THE decision by Patrick Chinamasa to increase Pay As You Earn (PAYE) tax on the highest income earners’ bracket to 50% could have adverse effects on attempts to woo back Zimbabwean professionals in the Diaspora, a tax expert has said.

Kudzai Kuwaza

In his 2014 budget statement, Chinamasa increased the rate of tax for those earning above US$20 000 per month from 45% to 50%.

Tax Management Services MD Tendai Mavima expressed concern over the decision by Chinamasa.

“For us we feel the decision to increase the Pay As You Earn rate to 50% was not a good decision,” Mavima said.

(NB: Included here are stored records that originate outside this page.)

//! TestCase (Data): the draw primitive and structural recording
//!
//! `TestCase` is the single execution context a predicate runs against. It
//! owns the candidate bytes, a monotonically advancing read cursor, the flat
//! list of blocks a [`crate::buffer::Buffer`] needs, and the example-region
//! stack that lets a [`crate::shrinker`] pass reason about structure without
//! any semantic knowledge of what a block encodes.
//!
//! ## Control flow without exceptions
//!
//! Unwinding out of arbitrarily nested generator calls via a raised
//! exception and a single catch at the outer frame has no sound Rust
//! analogue: a process-wide panic hook would mean concurrently-running
//! engines share state that cannot be made per-engine. Instead, termination
//! is an explicit [`Terminated`] value threaded through `Result` and `?`,
//! the way fallible draws compose through blocked builders elsewhere in
//! this crate. A draw looks exactly like ordinary, non-unwinding Rust:
//!
//! ```ignore
//! let n = some_generator.generate(tc)?;
//! ```
//!
//! The one case that still resembles the source's "raise on failure" is the
//! predicate's own verdict: a predicate body returns `Outcome::Failed(msg)`
//! (or calls [`TestCase::mark_interesting`] directly) and [`classify`] — the
//! harness — is the thing that turns that into `INTERESTING(tag)` by hashing
//! the message.

#![forbid(unsafe_code)]

use crate::buffer::Buffer;

/// Classifier distinguishing different failure modes of one predicate.
pub type Tag = u64;

/// Outcome of classifying one buffer against one predicate.
#[derive(Debug, Clone, Copy, PartialEq, Eq)]
pub enum Verdict {
    Valid,
    Invalid,
    Overrun,
    Interesting(Tag),
}

impl Verdict {
    pub fn is_interesting(&self) -> bool {
        matches!(self, Verdict::Interesting(_))
    }

    pub fn tag(&self) -> Option<Tag> {
        match self {
            Verdict::Interesting(t) => Some(*t),
            _ => None,
        }
    }
}

/// A draw-time control-flow escape. Propagated with `?` through generator
/// combinators; never inspected by combinator bodies, only by [`classify`].
#[derive(Debug, Clone, Copy, PartialEq, Eq)]
pub enum Terminated {
    Overrun,
    Invalid,
    Interesting(Tag),
}

/// What a predicate body returns. `Failed` is the raised failure condition —
/// the predicate names *what* went wrong; [`classify`] decides the tag and
/// the verdict.
#[derive(Debug, Clone)]
pub enum Outcome {
    Failed(String),
    Terminated(Terminated),
}

impl From<Terminated> for Outcome {
    fn from(t: Terminated) -> Self {
        Outcome::Terminated(t)
    }
}

/// A nested, nameable span in the draw trace bracketing a combinator's work
///. `parent` lets passes such as adjacent-block-reorder find siblings
/// without walking a real tree.
#[derive(Debug, Clone, PartialEq, Eq)]
pub struct ExampleRegion {
    pub label: &'static str,
    pub start: usize,
    pub end: usize,
    pub parent: Option<usize>,
}

impl ExampleRegion {
    pub fn len(&self) -> usize {
        self.end - self.start
    }
}

struct OpenFrame {
    id: usize,
    label: &'static str,
    start: usize,
    parent_id: Option<usize>,
}

/// A closed region before parent ids have been resolved to final indices.
struct RawRegion {
    id: usize,
    parent_id: Option<usize>,
    region: ExampleRegion,
}

/// Per-predicate-invocation execution context.
pub struct TestCase {
    source: Vec<u8>,
    cursor: usize,
    recorded: Buffer,
    open: Vec<OpenFrame>,
    next_id: usize,
    regions: Vec<RawRegion>,
    verdict: Verdict,
}

impl TestCase {
    pub fn new(source: &[u8]) -> Self {
        Self {
            source: source.to_vec(),
            cursor: 0,
            recorded: Buffer::new(),
            open: Vec::new(),
            next_id: 0,
            regions: Vec::new(),
            verdict: Verdict::Valid,
        }
    }

    #[inline]
    pub fn cursor(&self) -> usize {
        self.cursor
    }

    #[inline]
    pub fn remaining(&self) -> usize {
        self.source.len() - self.cursor
    }

    /// Consume `n` bytes at the cursor, recording exactly one block over
    /// them. Terminates with `OVERRUN` if fewer than `n` bytes remain.
    pub fn draw_bytes(&mut self, n: usize) -> Result<Vec<u8>, Terminated> {
        if self.remaining() < n {
            self.verdict = Verdict::Overrun;
            return Err(Terminated::Overrun);
        }
        let start = self.cursor;
        let end = self.cursor + n;
        let bytes = self.source[start..end].to_vec();
        self.recorded.push_block(&bytes);
        self.cursor = end;
        Ok(bytes)
    }

    /// Open a structural region tied to the combinator that calls it.
    pub fn start_example(&mut self, label: &'static str) {
        let id = self.next_id;
        self.next_id += 1;
        let parent_id = self.open.last().map(|f| f.id);
        self.open.push(OpenFrame { id, label, start: self.cursor, parent_id });
    }

    /// Close the most recently opened region. `label` must match the label
    /// passed to the corresponding `start_example` (checked with
    /// `debug_assert!` — regions are well-nested by construction since every
    /// core combinator always pairs its own start/stop calls).
    pub fn stop_example(&mut self, label: &'static str) {
        let frame = self.open.pop().expect("stop_example with no matching start_example");
        debug_assert_eq!(frame.label, label, "example regions must be well-nested");
        self.regions.push(RawRegion {
            id: frame.id,
            parent_id: frame.parent_id,
            region: ExampleRegion { label: frame.label, start: frame.start, end: self.cursor, parent: None },
        });
    }

    /// Terminate with `INVALID` (used by filter combinators).
    pub fn mark_invalid(&mut self) -> Terminated {
        self.verdict = Verdict::Invalid;
        Terminated::Invalid
    }

    /// Terminate with `INTERESTING(tag)`.
    pub fn mark_interesting(&mut self, tag: Tag) -> Terminated {
        self.verdict = Verdict::Interesting(tag);
        Terminated::Interesting(tag)
    }

    /// Consume the `TestCase`, producing the recorded buffer, its verdict,
    /// and the reconstructed example-region list.
    fn finish(mut self) -> (Buffer, Verdict, Vec<ExampleRegion>) {
        // Any still-open frames belong to a draw that overran or a predicate
        // that stopped early; they never produced a matching `stop_example`
        // and are simply dropped (their partial span carries no structural
        // information a shrink pass could use).
        self.open.clear();

        // Regions close in post-order (innermost first), so a parent's id
        // is known before its own record exists. Map id -> final index once
        // all regions are in hand, then resolve every parent reference.
        let id_to_index: std::collections::HashMap<usize, usize> =
            self.regions.iter().enumerate().map(|(i, r)| (r.id, i)).collect();

        let resolved = self
            .regions
            .into_iter()
            .map(|r| {
                let parent = r.parent_id.and_then(|pid| id_to_index.get(&pid).copied());
                ExampleRegion { parent, ..r.region }
            })
            .collect();

        (self.recorded, self.verdict, resolved)
    }
}

pub(crate) fn hash_message(message: &str) -> Tag {
    use sha1::{Digest, Sha1};
    let digest = Sha1::digest(message.as_bytes());
    u64::from_be_bytes(digest[0..8].try_into().expect("sha1 digest is 20 bytes"))
}

/// Run `predicate` against `source` bytes, producing the recorded buffer,
/// the verdict, the example-region structure, and — when the predicate
/// raised a named failure — the message that was hashed into its tag. The
/// message is what lets a caller report *what* failed, not just its tag
///.
pub fn classify_detailed<F>(
    source: &[u8],
    predicate: F,
) -> (Buffer, Verdict, Vec<ExampleRegion>, Option<String>)
where
    F: FnOnce(&mut TestCase) -> Result<(), Outcome>,
{
    let mut tc = TestCase::new(source);
    let mut message = None;
    match predicate(&mut tc) {
        Ok(()) => {}
        Err(Outcome::Terminated(_)) => {}
        Err(Outcome::Failed(msg)) => {
            tc.verdict = Verdict::Interesting(hash_message(&msg));
            message = Some(msg);
        }
    }
    let (buffer, verdict, regions) = tc.finish();
    (buffer, verdict, regions, message)
}

/// Run `predicate` against `source` bytes, producing the recorded buffer,
/// the verdict, and the example-region structure.
///
/// This is the harness boundary: a `Failed` outcome is mapped to
/// `INTERESTING(tag)` by hashing the message; everything else is whatever
/// verdict the `TestCase` already recorded. Thin wrapper over
/// [`classify_detailed`] for callers that don't need the failure message.
pub fn classify<F>(source: &[u8], predicate: F) -> (Buffer, Verdict, Vec<ExampleRegion>)
where
    F: FnOnce(&mut TestCase) -> Result<(), Outcome>,
{
    let (buffer, verdict, regions, _message) = classify_detailed(source, predicate);
    (buffer, verdict, regions)
}
impl Default for EngineConfig {
    fn default() -> Self {
        Self {
            max_examples: 100,
            max_iterations: 1000,
            max_shrinks: 500,
            buffer_size: 8 * 1024,
            phases: [Phase::Explicit, Phase::Reuse, Phase::Generate, Phase::Shrink]
                .into_iter()
                .collect(),
            derandomize: false,
            deadline_ms: None,
            database_path: None,
        }
    }
}

/// A clean pass: no explicit, replayed, or freshly generated buffer was
/// found interesting.
#[derive(Debug, Clone, Copy)]
pub struct PassReport {
    pub valid_count: usize,
    pub iterations: usize,
}

/// Orchestrates one test function across its full lifecycle.
pub struct Engine {
    config: EngineConfig,
    database: Database,
    rng: StdRng,
}

impl Engine {
    pub fn new(config: EngineConfig) -> Self {
        let database = Database::new(config.database_path.clone());
        let rng = StdRng::from_entropy();
        Self { config, database, rng }
    }

    pub fn config(&self) -> &EngineConfig {
        &self.config
    }

    /// Run `predicate` to completion for `test_key`.
    ///
    /// `explicit` buffers run first and unconditionally (step 1); entries
    /// saved under `test_key` from a previous run are replayed next (step
    /// 2); fresh and mutated search fills in the remaining budget (step 3);
    /// every distinct tag found interesting is then shrunk and persisted
    /// (steps 4-5). Returns the first tag's falsifying input as an error —
    /// every tag found, not only the first, is still saved to the database
    ///.
    pub fn run<P>(&mut self, test_key: &str, explicit: &[Vec<u8>], predicate: P) -> Result<PassReport, EngineError>
    where
        P: Fn(&mut TestCase) -> Result<(), Outcome>,
    {
        let cfg = self.config.clone();
        if cfg.derandomize {
            self.rng = StdRng::from_seed(derandomized_seed(test_key));
        }

        let mut bests: HashMap<Tag, (Buffer, Vec<ExampleRegion>)> = HashMap::new();
        let mut replay_origin: HashMap<Tag, Vec<u8>> = HashMap::new();

        if cfg.phases.contains(&Phase::Explicit) {
            for bytes in explicit {
                let (buffer, verdict, regions, _message) =
                    classify_with_deadline(bytes, &predicate, cfg.deadline_ms);
                if let Verdict::Interesting(tag) = verdict {
                    update_best(&mut bests, tag, buffer, regions);
                }
            }
        }

        if cfg.phases.contains(&Phase::Reuse) {
            match self.database.fetch(test_key) {
                Ok(saved) => {
                    for bytes in saved {
                        let (buffer, verdict, regions, _message) =
                            classify_with_deadline(&bytes, &predicate, cfg.deadline_ms);
                        match verdict {
                            Verdict::Interesting(tag) => {
                                replay_origin.insert(tag, bytes.clone());
                                update_best(&mut bests, tag, buffer, regions);
                            }
                            _ => {
                                if let Err(e) = self.database.delete(test_key, &bytes) {
                                    tracing::warn!(error = %e, "failed to discard a stale database entry");
                                }
                            }
                        }
                    }
                }
                Err(e) => {
                    tracing::warn!(error = %e, "database fetch failed, degrading to in-memory operation");
                }
            }
        }

        let mut valid_count = 0usize;
        let mut invalid_count = 0usize;
        let mut overrun_count = 0usize;
        let mut iterations = 0usize;
        let mut corpus: Vec<Vec<u8>> = Vec::new();

        if cfg.phases.contains(&Phase::Generate) {
            while valid_count < cfg.max_examples && iterations < cfg.max_iterations {
                let candidate = if !corpus.is_empty() && self.rng.gen_bool(0.5) {
                    let index = self.rng.gen_range(0..corpus.len());
                    mutate(&mut self.rng, &corpus[index], cfg.buffer_size)
                } else {
                    synthesize(&mut self.rng, cfg.buffer_size)
                };

                iterations += 1;
                let (buffer, verdict, regions, _message) =
                    classify_with_deadline(&candidate, &predicate, cfg.deadline_ms);

                match verdict {
                    Verdict::Valid => {
                        valid_count += 1;
                        corpus.push(buffer.into_bytes());
                        if corpus.len() > 50 {
                            corpus.remove(0);
                        }
                    }
                    Verdict::Invalid => invalid_count += 1,
                    Verdict::Overrun => overrun_count += 1,
                    Verdict::Interesting(tag) => update_best(&mut bests, tag, buffer, regions),
                }

                if iterations >= 10 && invalid_count as f64 / iterations as f64 > 0.5 {
                    tracing::info!(
                        invalid_count,
                        iterations,
                        "filter too restrictive, stopping generation early"
                    );
                    break;
                }
            }
        }

        tracing::info!(
            valid_count,
            invalid_count,
            overrun_count,
            iterations,
            tags_found = bests.len(),
            "generation phase complete"
        );

        if bests.is_empty() {
            if iterations > 0 && overrun_count == iterations {
                return Err(EngineError::OverrunSaturated { buffer_size: cfg.buffer_size, attempts: overrun_count });
            }
            if !cfg.phases.contains(&Phase::Generate) || valid_count >= cfg.max_examples {
                return Ok(PassReport { valid_count, iterations });
            }
            let invalid_ratio = if iterations == 0 { 0.0 } else { invalid_count as f64 / iterations as f64 * 100.0 };
            return Err(EngineError::Unsatisfied { valid_count, invalid_count, iterations, invalid_ratio });
        }

        let mut tags: Vec<Tag> = bests.keys().copied().collect();
        tags.sort_unstable();

        let mut primary_failure: Option<EngineError> = None;

        for tag in tags {
            let (buffer, regions) = bests.remove(&tag).expect("tag was just collected from bests.keys()");

            let (final_buffer, shrinks_used) = if cfg.phases.contains(&Phase::Shrink) {
                let outcome = shrink(buffer, regions, tag, cfg.max_shrinks, |bytes| {
                    let (b, v, r, _m) = classify_with_deadline(bytes, &predicate, cfg.deadline_ms);
                    (b, v, r)
                });
                (outcome.buffer, outcome.shrinks_used)
            } else {
                (buffer, 0)
            };

            let (_, _, _, message) = classify_detailed(final_buffer.as_bytes(), |tc| predicate(tc));
            let message = message.unwrap_or_else(|| "predicate failed".to_string());

            match self.database.save(test_key, final_buffer.as_bytes()) {
                Ok(()) => {
                    if let Some(origin) = replay_origin.get(&tag) {
                        if origin.as_slice() != final_buffer.as_bytes() {
                            if let Err(e) = self.database.delete(test_key, origin) {
                                tracing::warn!(error = %e, "failed to delete a superseded database entry");
                            }
                        }
                    }
                }
                Err(e) => tracing::warn!(error = %e, "database save failed, degrading to in-memory operation"),
            }

            let blob = encode_reproducible_blob(final_buffer.as_bytes());
            let failure = EngineError::FailingInput { tag, message, shrinks: shrinks_used, blob };
            if primary_failure.is_none() {
                primary_failure = Some(failure);
            }
        }

        Err(primary_failure.expect("bests was non-empty on entry to the shrink/persist loop"))
    }

    /// Feed a decoded reproducible blob directly to `predicate`, bypassing
    /// generation and shrinking entirely.
    pub fn reproduce<P>(&self, blob: &str, predicate: P) -> Result<Verdict, EngineError>
    where
        P: Fn(&mut TestCase) -> Result<(), Outcome>,
    {
        let bytes = decode_reproducible_blob(blob)?;
        let (_, verdict, _, _) = classify_detailed(&bytes, |tc| predicate(tc));
        Ok(verdict)
    }
}
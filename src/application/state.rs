//! Application state for the review dashboard.
//!
//! Holds the store, the current selection and UI mode, and turns user
//! intents into store calls.

use crate::domain::{
    ApplicationRecord, ApplicationStatus, ApplicationStore, KeyValueStore, Statistics, StatusToggle,
};
use crate::infrastructure::{CsvFileSaver, FileStorage};
use chrono::{NaiveDate, Utc};
use std::cell::Cell;
use std::path::PathBuf;
use std::rc::Rc;

/// Represents the current mode of the application.
#[derive(Debug, Clone, Copy, PartialEq, Eq)]
pub enum AppMode {
    /// Browsing applications and toggling their status
    Normal,
    /// Help screen is displayed
    Help,
}

/// Main application state.
///
/// # Examples
///
/// ```
/// use shortlist::application::App;
/// use shortlist::domain::ApplicationStore;
/// use shortlist::infrastructure::{CsvFileSaver, MemoryStorage};
///
/// let store = ApplicationStore::open(MemoryStorage::default()).unwrap();
/// let app = App::new(store, CsvFileSaver::new("."));
/// assert_eq!(app.selected, 0);
/// assert_eq!(app.statistics().total, 4);
/// ```
#[derive(Debug)]
pub struct App<S: KeyValueStore = FileStorage> {
    pub store: ApplicationStore<S>,
    /// Index of the highlighted record
    pub selected: usize,
    pub mode: AppMode,
    /// Scroll position in help text
    pub help_scroll: usize,
    /// Result of the last action, shown in the status bar
    pub status_message: Option<String>,
    saver: CsvFileSaver,
    session_changes: Rc<Cell<usize>>,
}

impl<S: KeyValueStore> App<S> {
    pub fn new(mut store: ApplicationStore<S>, saver: CsvFileSaver) -> Self {
        let session_changes = Rc::new(Cell::new(0));
        let counter = Rc::clone(&session_changes);
        store.subscribe(move |_| counter.set(counter.get() + 1));

        Self {
            store,
            selected: 0,
            mode: AppMode::Normal,
            help_scroll: 0,
            status_message: None,
            saver,
            session_changes,
        }
    }

    pub fn records(&self) -> &[ApplicationRecord] {
        self.store.records()
    }

    pub fn selected_record(&self) -> Option<&ApplicationRecord> {
        self.store.records().get(self.selected)
    }

    pub fn statistics(&self) -> Statistics {
        self.store.compute_statistics()
    }

    /// Status changes applied since the dashboard was opened.
    pub fn session_changes(&self) -> usize {
        self.session_changes.get()
    }

    pub fn select_next(&mut self) {
        if self.selected + 1 < self.records().len() {
            self.selected += 1;
        }
    }

    pub fn select_previous(&mut self) {
        self.selected = self.selected.saturating_sub(1);
    }

    pub fn select_first(&mut self) {
        self.selected = 0;
    }

    pub fn select_last(&mut self) {
        self.selected = self.records().len().saturating_sub(1);
    }

    /// Whether the checkbox for `status` is ticked on the selected record.
    pub fn is_checked(&self, status: ApplicationStatus) -> bool {
        self.selected_record()
            .is_some_and(|record| record.status == status)
    }

    /// Flips the `status` checkbox of the selected record.
    ///
    /// Ticking one box implicitly clears the other, since a record holds a
    /// single status; clearing a box returns the record to `New`.
    pub fn toggle_selected(&mut self, status: ApplicationStatus) {
        let Some(id) = self.selected_record().map(|record| record.id) else {
            return;
        };

        let toggle = StatusToggle {
            id,
            status,
            checked: !self.is_checked(status),
        };
        self.handle_toggle(toggle);
    }

    pub fn handle_toggle(&mut self, toggle: StatusToggle) {
        self.status_message = match self.store.apply_toggle(toggle) {
            Ok(Some(change)) => {
                let name = self
                    .store
                    .get(change.id)
                    .map(|record| record.name.as_str())
                    .unwrap_or("Application");
                Some(format!("{} marked {}", name, change.current))
            }
            Ok(None) => Some(format!("No application with id {}", toggle.id)),
            Err(error) => Some(format!("Save failed: {}", error)),
        };
    }

    /// Exports all records as CSV, dated with today's UTC date.
    pub fn export_csv(&mut self) {
        self.export_csv_on(Utc::now().date_naive());
    }

    pub fn export_csv_on(&mut self, date: NaiveDate) {
        let result = self
            .store
            .export_csv()
            .and_then(|contents| self.saver.save(&contents, date));
        self.set_csv_export_result(result.map_err(|e| e.to_string()));
    }

    pub fn set_csv_export_result(&mut self, result: Result<PathBuf, String>) {
        self.status_message = Some(match result {
            Ok(path) => format!("Exported to {}", path.display()),
            Err(error) => format!("Export failed: {}", error),
        });
    }

    pub fn open_help(&mut self) {
        self.mode = AppMode::Help;
        self.help_scroll = 0;
    }

    pub fn close_help(&mut self) {
        self.mode = AppMode::Normal;
    }
}
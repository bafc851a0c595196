//! Tracing setup. The terminal belongs to the UI, so log output goes to a
//! file instead of stderr.

use std::fs::{self, File, OpenOptions};
use std::io;
use std::path::Path;
use std::sync::Mutex;
use tracing_subscriber::{fmt, layer::SubscriberExt, util::SubscriberInitExt, EnvFilter};

use super::config::LoggingConfig;

const FALLBACK_FILTER: &str = "info";

pub fn build_filter(level: &str) -> EnvFilter {
    EnvFilter::try_new(level).unwrap_or_else(|_| EnvFilter::new(FALLBACK_FILTER))
}

pub fn open_log_file(path: &Path) -> io::Result<File> {
    if let Some(parent) = path.parent() {
        fs::create_dir_all(parent)?;
    }
    OpenOptions::new().create(true).append(true).open(path)
}

/// Installs the global subscriber.
///
/// Returns `Ok(false)` without touching the log file's contents when a
/// subscriber is already installed; the file handle is dropped with the
/// rejected layer.
pub fn init_tracing(config: &LoggingConfig, log_file: &Path) -> io::Result<bool> {
    let file = open_log_file(log_file)?;

    let fmt_layer = fmt::layer()
        .with_writer(Mutex::new(file))
        .with_target(true)
        .with_level(true)
        .with_ansi(false)
        .compact();

    match tracing_subscriber::registry()
        .with(build_filter(&config.level))
        .with(fmt_layer)
        .try_init()
    {
        Ok(()) => {
            tracing::info!(target: "system", path = %log_file.display(), "logging initialized");
            Ok(true)
        }
        Err(_) => Ok(false),
    }
}
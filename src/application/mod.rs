//! Application layer managing state and reviewer workflows.
//!
//! Sits between the domain store and the presentation layer, tracking
//! selection and UI mode and dispatching review intents.

pub mod state;

pub use state::*;
//! shortlist - Application Review Dashboard
//!
//! A terminal dashboard for reviewing candidate applications. Decisions
//! are stored locally as they are made and can be exported as CSV.

use std::io;
use crossterm::{
    event::{self, DisableMouseCapture, EnableMouseCapture, Event, KeyCode, KeyEventKind},
    execute,
    terminal::{disable_raw_mode, enable_raw_mode, EnterAlternateScreen, LeaveAlternateScreen},
};
use ratatui::{
    backend::{Backend, CrosstermBackend},
    Terminal,
};

use shortlist::application::{App, AppMode};
use shortlist::domain::{ApplicationStore, KeyValueStore};
use shortlist::infrastructure::{init_tracing, Config, CsvFileSaver, FileStorage};
use shortlist::presentation::{render_ui, InputHandler};

/// Entry point for the review dashboard.
///
/// Loads configuration, opens the application store (seeding it on first
/// run), then runs the terminal UI until the user quits.
///
/// # Errors
///
/// Returns an error if the config cannot be read, the store cannot be
/// opened, or terminal setup fails.
fn main() -> Result<(), Box<dyn std::error::Error>> {
    let config = Config::load()?;
    init_tracing(&config.logging, &config.log_file())?;

    let store = ApplicationStore::open(FileStorage::new(config.data_dir()))?;
    let mut app = App::new(store, CsvFileSaver::new(config.export_dir()));

    enable_raw_mode()?;
    let mut stdout = io::stdout();
    execute!(stdout, EnterAlternateScreen, EnableMouseCapture)?;
    let backend = CrosstermBackend::new(stdout);
    let mut terminal = Terminal::new(backend)?;

    let res = run_app(&mut terminal, &mut app);

    disable_raw_mode()?;
    execute!(
        terminal.backend_mut(),
        LeaveAlternateScreen,
        DisableMouseCapture
    )?;
    terminal.show_cursor()?;

    loop_result(res)
}

/// Logs a failed terminal loop and hands the error back so the process
/// exits with a failure status.
fn loop_result(res: io::Result<()>) -> Result<(), Box<dyn std::error::Error>> {
    res.map_err(|err| {
        tracing::error!(error = %err, "terminal loop failed");
        err.into()
    })
}

/// Draws the dashboard and dispatches key presses until 'q' is pressed in
/// normal mode.
fn run_app<B: Backend, S: KeyValueStore>(terminal: &mut Terminal<B>, app: &mut App<S>) -> io::Result<()> {
    loop {
        terminal.draw(|f| render_ui(f, app))?;

        if let Event::Key(key) = event::read()? {
            if key.kind == KeyEventKind::Press {
                match key.code {
                    KeyCode::Char('q') if matches!(app.mode, AppMode::Normal) => return Ok(()),
                    _ => InputHandler::handle_key_event(app, key.code, key.modifiers),
                }
            }
        }
    }
}

#[cfg(test)]
mod tests {
    use super::*;

    #[test]
    fn test_loop_error_is_returned() {
        let res = loop_result(Err(io::Error::new(io::ErrorKind::BrokenPipe, "terminal gone")));
        assert_eq!(res.unwrap_err().to_string(), "terminal gone");
    }

    #[test]
    fn test_clean_loop_exit() {
        assert!(loop_result(Ok(())).is_ok());
    }
}
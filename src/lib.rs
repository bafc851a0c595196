//! shortlist - Application Review Dashboard Library
//!
//! Review candidate applications in the terminal: mark each one
//! Shortlisted, Rejected or New, keep the decisions in local storage and
//! export everything as CSV.

pub mod domain;
pub mod application;
pub mod infrastructure;
pub mod presentation;

pub use domain::*;
pub use application::*;
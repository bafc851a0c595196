//! Presentation layer handling terminal UI and user input.
//!
//! Renders the statistics bar, applicant list and applicant card with
//! ratatui and maps key presses to application intents.

pub mod ui;
pub mod input;

pub use ui::*;
pub use input::*;
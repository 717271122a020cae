//! Game event values.
//!
//! A `GameEvent` is what the dispatcher broadcasts: a kind, the player it
//! is about (the perspective every `_OWNER` / `_OPPONENT` scope is relative
//! to) and whatever payload the emitting handler knows.

use serde::{Deserialize, Serialize};
use smallvec::SmallVec;

use super::kind::TriggerKind;
use crate::cards::CardType;
use crate::core::{InstanceId, PlayerId};
use crate::zones::Pile;

/// A game event with contextual data.
///
/// ## Event Data
///
/// - `player`: perspective player
/// - `actor`: player who performed the action, when different from
///   `player` (the card player for play events)
/// - `subject`: the card the event is about
/// - `source`: the card whose effect caused the event
/// - `amount`: signed delta for resource and durability events
/// - `card_type`, `from`, `to`: movement payload
/// - `exposed`: cards revealed by the causing effect
#[derive(Clone, Debug, PartialEq, Eq, Serialize, Deserialize)]
pub struct GameEvent {
    pub kind: TriggerKind,
    pub player: PlayerId,
    pub actor: Option<PlayerId>,
    pub subject: Option<InstanceId>,
    pub source: Option<InstanceId>,
    pub amount: Option<i32>,
    pub card_type: Option<CardType>,
    pub from: Option<Pile>,
    pub to: Option<Pile>,
    pub exposed: SmallVec<[InstanceId; 2]>,
}

impl GameEvent {
    /// Create an event with just a kind and perspective.
    #[must_use]
    pub fn new(kind: TriggerKind, player: PlayerId) -> Self {
        Self {
            kind,
            player,
            actor: None,
            subject: None,
            source: None,
            amount: None,
            card_type: None,
            from: None,
            to: None,
            exposed: SmallVec::new(),
        }
    }

    /// Same payload under a different kind and perspective.
    #[must_use]
    pub fn rekind(&self, kind: TriggerKind, player: PlayerId) -> Self {
        Self {
            kind,
            player,
            ..self.clone()
        }
    }

    #[must_use]
    pub fn with_subject(mut self, subject: InstanceId) -> Self {
        self.subject = Some(subject);
        self
    }

    #[must_use]
    pub fn with_source(mut self, source: Option<InstanceId>) -> Self {
        self.source = source;
        self
    }

    #[must_use]
    pub fn with_actor(mut self, actor: PlayerId) -> Self {
        self.actor = Some(actor);
        self
    }

    #[must_use]
    pub fn with_amount(mut self, amount: i32) -> Self {
        self.amount = Some(amount);
        self
    }

    #[must_use]
    pub fn with_card_type(mut self, card_type: CardType) -> Self {
        self.card_type = Some(card_type);
        self
    }

    #[must_use]
    pub fn with_move(mut self, from: Option<Pile>, to: Pile) -> Self {
        self.from = from;
        self.to = Some(to);
        self
    }

    #[must_use]
    pub fn with_exposed(mut self, cards: impl IntoIterator<Item = InstanceId>) -> Self {
        self.exposed.extend(cards);
        self
    }

    /// Player who acted, defaulting to the perspective player.
    #[must_use]
    pub fn acting_player(&self) -> PlayerId {
        self.actor.unwrap_or(self.player)
    }

    // === Constructors ===

    /// A turn boundary event for the player whose turn it is.
    #[must_use]
    pub fn turn(kind: TriggerKind, current: PlayerId) -> Self {
        Self::new(kind, current)
    }

    /// An event about one card, from its owner's perspective.
    #[must_use]
    pub fn card(kind: TriggerKind, owner: PlayerId, card: InstanceId) -> Self {
        Self::new(kind, owner).with_subject(card)
    }

    /// Outcome event addressed to the card whose effect just ran.
    #[must_use]
    pub fn process_outcome(success: bool, owner: PlayerId, source: InstanceId) -> Self {
        let kind = if success {
            TriggerKind::SuccessProcess
        } else {
            TriggerKind::FailedProcess
        };
        Self::card(kind, owner, source).with_source(Some(source))
    }
}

“On one hand, we want to attract our foreign intellectual property for us to develop our country together but on the other hand you are saying if you come and you earn so much we will tax you heavily as if it is an offence to earn so much.”

He said this presented a conflict of interest and proposed that the maximum PAYE tax rate be set at 35%.

He said although the proposed Income Tax Bill was in line with international best practice, the government had included some clauses which were “not user friendly.”

One of the clauses Mavima cited is the restriction in the bill on companies to only claim on expenditure for the production of income unlike previously when companies could claim expenses for both production of income and purposes of trade. He said this scenario was not practical.

He added that the definition of the resident individual in the bill, which allows those in the Diaspora to be taxed, could be prohibitive.Mavima said as the business community, they have engaged the authorities on the need for further clarification and is probably why the bill has been postponed from coming into effect at the beginning of the year. He said they had approached the authorities to include practice notes in the bill that give clear interpretation of the bill to avoid confusion by being open to various interpretations.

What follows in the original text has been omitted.